Energy and utilities

Energy is where the cost of a wrong autonomous action is highest. A misclassified anomaly in a petrochemical processing plant, a misrouted command on a grid control system, a hallucinated reading in a nuclear monitoring application. The sector has no tolerance for the failure modes that the rest of the AI market still treats as acceptable.

BeitSystems engineers AI security and the governance layer for energy operators. The work is the controls around the model, not the model itself.

DOE and NRC discipline applied to energy AI.

The principal's prior federal delivery includes the Nuclear Regulatory Commission and the Department of Energy. The operational discipline of high-consequence, air-gapped environments translates directly to commercial energy AI work: operating against a determined adversary, in an environment where the cost of being wrong is higher than the cost of being slow.
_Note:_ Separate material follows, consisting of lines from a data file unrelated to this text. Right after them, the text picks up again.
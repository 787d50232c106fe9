use leptos::{ev::SubmitEvent, *};
use leptos_router::{use_navigate, NavigateOptions};

use crate::app::backend::{login, Credentials};
use crate::app::components::Spinner;
use crate::app::session::use_api;

#[component]
pub fn LoginPage() -> impl IntoView {
    let api = use_api();
    let navigate = use_navigate();

    // already signed in
    let home = navigate.clone();
    create_effect(move |_| {
        if untrack(|| api.session.is_authenticated()) {
            home(
                "/",
                NavigateOptions {
                    replace: true,
                    ..Default::default()
                },
            );
        }
    });

    let username = create_rw_signal(String::new());
    let password = create_rw_signal(String::new());
    let (busy, set_busy) = create_signal(false);

    let on_submit = move |ev: SubmitEvent| {
        ev.prevent_default();
        if busy.get_untracked() {
            return;
        }

        let credentials = Credentials {
            username: username.get_untracked().trim().to_string(),
            password: password.get_untracked(),
        };
        let navigate = navigate.clone();
        set_busy.set(true);

        spawn_local(async move {
            match login(credentials).await {
                Ok(token) => {
                    api.session.store(token);
                    api.toasts.success("Welcome back!");
                    navigate("/", Default::default());
                }
                Err(err) => api.report(err),
            }
            set_busy.set(false);
        });
    };

    view! {
        <div class="login-page">
            <div class="card login-card">
                <div class="login-card__header">
                    <h1>"Admin Login"</h1>
                    <p class="muted">"Sign in to manage your portfolio"</p>
                </div>

                <form class="login-form" on:submit=on_submit>
                    <label class="field">
                        <span class="field__label">"Username"</span>
                        <input
                            class="input"
                            type="text"
                            autocomplete="username"
                            required
                            prop:value=move || username.get()
                            on:input=move |ev| username.set(event_target_value(&ev))
                        />
                    </label>

                    <label class="field">
                        <span class="field__label">"Password"</span>
                        <input
                            class="input"
                            type="password"
                            autocomplete="current-password"
                            required
                            prop:value=move || password.get()
                            on:input=move |ev| password.set(event_target_value(&ev))
                        />
                    </label>

                    <button type="submit" class="btn btn--primary btn--block" disabled=move || busy.get()>
                        <Show when=move || busy.get() fallback=|| "Sign In">
                            <Spinner/>
                        </Show>
                    </button>
                </form>
            </div>
        </div>
    }
}
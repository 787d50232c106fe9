use leptos::*;

use crate::app::backend::{list_messages, list_projects};
use crate::app::components::{stats_charts::StatsCharts, Spinner};
use crate::app::session::use_api;
use crate::app::stats::{daily_activity, today_utc, MessageStats, ProjectStats};

/// Dashboard root: headline counts and charts.
#[component]
pub fn OverviewPage() -> impl IntoView {
    let api = use_api();

    let data = create_local_resource(
        || (),
        move |_| async move {
            let token = api.token();
            match futures::try_join!(list_projects(token.clone()), list_messages(token)) {
                Ok(data) => data,
                Err(err) => {
                    api.report(err);
                    (Vec::new(), Vec::new())
                }
            }
        },
    );

    view! {
        <Suspense fallback=|| view! { <Spinner/> }>
            {move || data.get().map(|(projects, messages)| {
                let project_stats = ProjectStats::from_projects(&projects);
                let message_stats = MessageStats::from_messages(&messages);
                let activity = daily_activity(&messages, today_utc());

                view! {
                    <div class="stat-grid">
                        <StatCard label="Total Projects" value=project_stats.total accent="primary"/>
                        <StatCard label="Mobile Apps" value=project_stats.mobile accent="blue"/>
                        <StatCard label="Web Apps" value=project_stats.web accent="orange"/>
                        <div class="card stat stat--indigo">
                            <h3 class="stat__label">"Messages"</h3>
                            <div class="stat__row">
                                <p class="stat__value">{message_stats.total}</p>
                                {(message_stats.unread > 0).then(|| view! {
                                    <span class="badge badge--new">{message_stats.unread} " new"</span>
                                })}
                            </div>
                        </div>
                    </div>

                    <StatsCharts projects=project_stats activity/>
                }
            })}
        </Suspense>
    }
}

#[component]
fn StatCard(label: &'static str, value: usize, accent: &'static str) -> impl IntoView {
    view! {
        <div class=format!("card stat stat--{accent}")>
            <h3 class="stat__label">{label}</h3>
            <p class="stat__value">{value}</p>
        </div>
    }
}
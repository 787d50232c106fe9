use leptos::*;
use leptos_router::{use_location, use_navigate, NavigateOptions, Outlet};

use crate::app::components::{sidebar::Sidebar, Spinner};
use crate::app::nav::page_title;
use crate::app::session::{use_api, LOGIN_PATH};

/// Shell around every dashboard route. Nothing renders until the browser has
/// confirmed a stored token; without one the visitor is sent to `/login`.
#[component]
pub fn DashboardLayout() -> impl IntoView {
    let api = use_api();
    let navigate = use_navigate();
    let pathname = use_location().pathname;

    let (authorized, set_authorized) = create_signal(false);
    let (sidebar_open, set_sidebar_open) = create_signal(false);

    create_effect(move |_| {
        if api.session.is_authenticated() {
            set_authorized.set(true);
        } else {
            set_authorized.set(false);
            navigate(
                LOGIN_PATH,
                NavigateOptions {
                    replace: true,
                    ..Default::default()
                },
            );
        }
    });

    // the guard above takes care of leaving the page
    let logout = Callback::new(move |_: ()| {
        api.session.clear();
        api.toasts.success("Logged out");
    });

    view! {
        <Show
            when=move || authorized.get()
            fallback=|| view! { <div class="guard"><Spinner/></div> }
        >
            <div class="dashboard">
                <Sidebar
                    open=sidebar_open
                    on_close=Callback::new(move |_: ()| set_sidebar_open.set(false))
                    on_logout=logout
                />

                <main class="dashboard__main">
                    <header class="dashboard__header">
                        <div class="dashboard__heading">
                            <button
                                class="dashboard__menu"
                                title="Open menu"
                                on:click=move |_| set_sidebar_open.set(true)
                            >
                                "☰"
                            </button>
                            <div>
                                <h1>{move || pathname.with(|path| page_title(path))}</h1>
                                <p class="muted">"Manage your portfolio content"</p>
                            </div>
                        </div>
                        <div class="dashboard__profile">
                            <div class="dashboard__who">
                                <strong>"Admin User"</strong>
                                <span class="muted">"Super Admin"</span>
                            </div>
                            <button class="btn btn--danger" title="Logout" on:click=move |_| logout.call(())>
                                "Log out"
                            </button>
                        </div>
                    </header>

                    <div class="dashboard__content">
                        <Outlet/>
                    </div>
                </main>
            </div>
        </Show>
    }
}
The operational catalog for energy.

  • Governance layer around vendor autonomous control agents. Autonomy tiers, kill switches, audit logs, and human-review queues built into the existing process safety case.
  • AI red-team and adversarial testing against energy-sector AI deployments. The threat model for an upstream agent is not the threat model for a retail chatbot.
  • Multi-tenant isolation engineering for sovereign energy operators running shared AI infrastructure.
  • Control implementation against the NIST AI Risk Management Framework, NIST 800-53, and sector-specific frameworks. We engineer to the framework. The audit is performed by somebody else.

For operational data that cannot leave the perimeter.

Public LLM APIs are not an option for production telemetry, control-system data, or operationally sensitive material. BeitSystems deploys open-weight models on the operator's infrastructure: on-premise, inside the operator's cloud account, or in an air-gapped enclave adjacent to the OT network. The work spans inference engine selection, GPU resource management, retrieval and grounding pipelines, observability, and the security perimeter around the deployment.

The honest constraint.

We do not design control loops. We do not write the physics of process safety. We do not build the reservoir model or the grid stability simulation. Those are the work of vendors and operators who have spent decades on them. We work above the control system and beneath the regulator, in the band where AI governance, security, and audit live.

For operators in petrochemical, grid, water, and sovereign energy, engagement is scoped against the safety case before any technical work begins.